Another method, growing in popularity, for creating responsive text makes use of viewport units. Each unit is equivalent to 1% of the viewport width or height. Browser support is currently lower than for rem units but in exchange you get fully fluid text and could probably make do with only two media queries to avoid inappropriately small or large text.

001    h1 {   
002    font-size: 5.9vw; 
003    } 
004    h2 {   
005    font-size: 3.0vh; 
006    } 
007    p {   
008    font-size: 2vmin; 
009    }
010    

FitText.js

Sometimes you might just want help with making your headings work nicely at all sizes. In that case FitText.js might be the best solution for you. Once set up, you simply apply an id for each heading to be sized and when the function is called, pass some optional configuration settings.

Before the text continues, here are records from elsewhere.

//! The static board catalog.
//!
//! A `Board` is immutable once built: a named ring of tiles, the catalog of
//! every item ID it uses, and the ledger each player starts with. Games share
//! a board through `Arc`.
//!
//! ## Authoring
//!
//! Boards come from `presets` or from JSON via `Board::from_json`:
//!
//! ```
//! use oligopoly::board::{presets, Board};
//!
//! let standard = presets::standard();
//! let json = serde_json::to_string(&*standard).unwrap();
//! let reloaded = Board::from_json(&json).unwrap();
//! assert_eq!(reloaded.name(), "Standard");
//! assert_eq!(reloaded.tile_count(), 40);
//! ```

pub mod card;
pub mod item;
pub mod presets;
pub mod property;
pub mod tile;

use std::borrow::Cow;
use std::collections::BTreeMap;

use serde::{Deserialize, Serialize};

pub use card::{Card, CardChoice, CardEffect, CardOutcome, ScriptedCard};
pub use item::{Building, CardPower, Item, OwnableCard, GET_OUT_OF_JAIL_FREE, HOTEL, HOUSE, MONEY};
pub use property::{money, Property, PropertyCategory, PropertyKind, Street};
pub use tile::Tile;

use crate::core::Ledger;
use crate::error::BoardError;

/// A complete board definition.
#[derive(Clone, Debug, PartialEq, Eq, Serialize, Deserialize)]
pub struct Board {
    name: String,
    tiles: Vec<Tile>,
    items: BTreeMap<String, Item>,
    start_items: Ledger,
}

impl Board {
    /// Create a board.
    ///
    /// Panics if `tiles` is empty.
    #[must_use]
    pub fn new(
        name: impl Into<String>,
        tiles: Vec<Tile>,
        items: BTreeMap<String, Item>,
        start_items: Ledger,
    ) -> Self {
        assert!(!tiles.is_empty(), "Board must have at least 1 tile");
        Self {
            name: name.into(),
            tiles,
            items,
            start_items,
        }
    }

    /// Parse a board from its JSON form.
    pub fn from_json(json: &str) -> Result<Self, BoardError> {
        let board: Board = serde_json::from_str(json)?;
        if board.tiles.is_empty() {
            return Err(BoardError::NoTiles(board.name));
        }
        Ok(board)
    }

    /// Unique display name; saves refer to boards by it.
    #[must_use]
    pub fn name(&self) -> &str {
        &self.name
    }

    #[must_use]
    pub fn tiles(&self) -> &[Tile] {
        &self.tiles
    }

    /// Tile at a location. Panics when out of range.
    #[must_use]
    pub fn tile(&self, location: usize) -> &Tile {
        &self.tiles[location]
    }

    #[must_use]
    pub fn tile_count(&self) -> usize {
        self.tiles.len()
    }

    /// Iterate over `(id, item)` catalog entries in ID order.
    pub fn items(&self) -> impl Iterator<Item = (&str, &Item)> {
        self.items.iter().map(|(id, item)| (id.as_str(), item))
    }

    /// Resolve an item ID, falling back to `Item::Unknown`.
    #[must_use]
    pub fn item(&self, id: &str) -> Cow<'_, Item> {
        match self.items.get(id) {
            Some(item) => Cow::Borrowed(item),
            None => Cow::Owned(Item::Unknown(id.to_string())),
        }
    }

    /// Resolve an item ID that should name a property.
    #[must_use]
    pub fn property(&self, id: &str) -> Option<&Property> {
        self.items.get(id).and_then(Item::as_property)
    }

    /// Whether an ID names a property in the catalog.
    #[must_use]
    pub fn is_property(&self, id: &str) -> bool {
        self.property(id).is_some()
    }

    /// Location of the first tile matching `predicate`.
    #[must_use]
    pub fn find_location(&self, predicate: impl Fn(&Tile) -> bool) -> Option<usize> {
        self.tiles.iter().position(predicate)
    }

    /// Location of the first jail tile.
    #[must_use]
    pub fn jail_location(&self) -> Option<usize> {
        self.find_location(Tile::is_jail)
    }

    /// What every player holds at the start of a game.
    #[must_use]
    pub fn start_items(&self) -> &Ledger {
        &self.start_items
    }
}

001    <h1 id=”fittext1”>Squeeze with FitText
</h1>
002    <h1 id=”fittext2”>Squeeze with FitText
</h1>
003    <h1 id=”fittext3”>Squeeze with FitText
</h1> 
004    $(“#fittext1”).fitText();
005    $(“#fittext2”).fitText(1.2);
006    $(“#fittext3”).fitText(1.1, { minFontSize:
‘50px’, maxFontSize: ‘75px’ }); 
007    

A more modern scale

Jason Pamental (bit.ly/LdQ9Ut) has considered the challenges of responsive typography in great detail. To quote Jason, “The problem is, as the screen size shrinks and fewer elements are visible, the relative scale between elements becomes exaggerated. What’s needed is greater subtlety and flexibility to maintain a more balanced proportion and better readability across all experiences.”

Do it online

If you’d like more layout support with a focus on typography, typecast.com provides a suite of online tools to rapidly prototype and test your designs. Not for you? Typecast’s responsive.is adds a utility bar to the top of your page where you can check sites based on five different breakpoints all without having to re-size your browser manually.